**Work order**. Please write every entry out again, exactly as it reads below.

Data entries
- - -

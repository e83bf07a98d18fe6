//! Pure record and store logic.
//!
//! Core modules perform no I/O. They operate on in-memory values and are
//! exercised directly by unit tests.

pub mod error;
pub mod person;
pub mod store;
//! Command-line surface for the default-owner store.
//!
//! `owner show` prints the configured default owner; `owner scenario` assigns
//! it to a spaceship, applies later owner changes, and prints the spaceship.

use std::path::{Path, PathBuf};

use anyhow::{Context, Result};
use clap::{Parser, Subcommand};
use serde::Serialize;
use tracing::info;

use owner::PersonData;
use owner::exit_codes;
use owner::io::config::{DEFAULT_CONFIG_PATH, load_config};
use owner::logging;
use owner::spaceship::{default_updates, run_scenario};

#[derive(Parser)]
#[command(
    name = "owner",
    version,
    about = "Encapsulated default-owner record demo"
)]
struct Cli {
    /// Path to the TOML config file.
    #[arg(long, global = true, default_value = DEFAULT_CONFIG_PATH)]
    config: PathBuf,

    #[command(subcommand)]
    command: Command,
}

#[derive(Subcommand)]
enum Command {
    /// Print the configured default owner as JSON.
    Show,
    /// Give a spaceship the default owner, then change the default.
    Scenario {
        /// Spaceship name (defaults to `ship_name` from config).
        #[arg(long)]
        name: Option<String>,
        /// Owner field-bag to apply afterwards, e.g. `{"firstName":"Neo"}`. Repeatable.
        #[arg(long = "set", value_name = "JSON")]
        updates: Vec<String>,
    },
}

/// Parse `--set` values into field-bags, in order.
fn parse_field_bags(raw: &[String]) -> Result<Vec<PersonData>> {
    raw.iter()
        .map(|bag| PersonData::from_json(bag).with_context(|| format!("parse --set {bag}")))
        .collect()
}

fn main() {
    logging::init();
    if let Err(err) = run() {
        eprintln!("{:#}", err);
        std::process::exit(exit_codes::INVALID);
    }
}

fn run() -> Result<()> {
    let cli = Cli::parse();
    match cli.command {
        Command::Show => cmd_show(&cli.config),
        Command::Scenario { name, updates } => cmd_scenario(&cli.config, name, updates),
    }
}

fn cmd_show(config: &Path) -> Result<()> {
    let cfg = load_config(config).context("load config")?;
    let store = cfg.build_store();
    print_json(&store.get())
}

fn cmd_scenario(
    config: &Path,
    name: Option<String>,
    updates: Vec<String>,
) -> Result<()> {
    let updates = parse_field_bags(&updates)?;
    let cfg = load_config(config).context("load config")?;
    let store = cfg.build_store();
    let updates = if updates.is_empty() {
        default_updates()
    } else {
        updates
    };
    let name = name.unwrap_or(cfg.ship_name);
    let ship = run_scenario(&store, &name, &updates);
    info!(owner = %store.get(), "final default owner");
    print_json(&ship)
}

/// Print `value` as pretty-printed JSON to stdout.
fn print_json<T: Serialize>(value: &T) -> Result<()> {
    let payload = serde_json::to_string_pretty(value).context("serialize json")?;
    println!("{}", payload);
    Ok(())
}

- - -

**Result**.
repository e83bf07a98d18fe6
//! Pure record and store logic.
//!
//! Core modules perform no I/O. They operate on in-memory values and are
//! exercised directly by unit tests.

pub mod error;
pub mod person;
pub mod store;
//! Command-line surface for the default-owner store.
//!
//! `owner show` prints the configured default owner; `owner scenario` assigns
//! it to a spaceship, applies later owner changes, and prints the spaceship.

use std::path::{Path, PathBuf};

use anyhow::{Context, Result};
use clap::{Parser, Subcommand};
use serde::Serialize;
use tracing::info;

use owner::PersonData;
use owner::exit_codes;
use owner::io::config::{DEFAULT_CONFIG_PATH, load_config};
use owner::logging;
use owner::spaceship::{default_updates, run_scenario};

#[derive(Parser)]
#[command(
    name = "owner",
    version,
    about = "Encapsulated default-owner record demo"
)]
struct Cli {
    /// Path to the TOML config file.
    #[arg(long, global = true, default_value = DEFAULT_CONFIG_PATH)]
    config: PathBuf,

    #[command(subcommand)]
    command: Command,
}

#[derive(Subcommand)]
enum Command {
    /// Print the configured default owner as JSON.
    Show,
    /// Give a spaceship the default owner, then change the default.
    Scenario {
        /// Spaceship name (defaults to `ship_name` from config).
        #[arg(long)]
        name: Option<String>,
        /// Owner field-bag to apply afterwards, e.g. `{"firstName":"Neo"}`. Repeatable.
        #[arg(long = "set", value_name = "JSON")]
        updates: Vec<String>,
    },
}

/// Parse `--set` values into field-bags, in order.
fn parse_field_bags(raw: &[String]) -> Result<Vec<PersonData>> {
    raw.iter()
        .map(|bag| PersonData::from_json(bag).with_context(|| format!("parse --set {bag}")))
        .collect()
}

fn main() {
    logging::init();
    if let Err(err) = run() {
        eprintln!("{:#}", err);
        std::process::exit(exit_codes::INVALID);
    }
}

fn run() -> Result<()> {
    let cli = Cli::parse();
    match cli.command {
        Command::Show => cmd_show(&cli.config),
        Command::Scenario { name, updates } => cmd_scenario(&cli.config, name, updates),
    }
}

fn cmd_show(config: &Path) -> Result<()> {
    let cfg = load_config(config).context("load config")?;
    let store = cfg.build_store();
    print_json(&store.get())
}

fn cmd_scenario(
    config: &Path,
    name: Option<String>,
    updates: Vec<String>,
) -> Result<()> {
    let updates = parse_field_bags(&updates)?;
    let cfg = load_config(config).context("load config")?;
    let store = cfg.build_store();
    let updates = if updates.is_empty() {
        default_updates()
    } else {
        updates
    };
    let name = name.unwrap_or(cfg.ship_name);
    let ship = run_scenario(&store, &name, &updates);
    info!(owner = %store.get(), "final default owner");
    print_json(&ship)
}

/// Print `value` as pretty-printed JSON to stdout.
fn print_json<T: Serialize>(value: &T) -> Result<()> {
    let payload = serde_json::to_string_pretty(value).context("serialize json")?;
    println!("{}", payload);
    Ok(())
}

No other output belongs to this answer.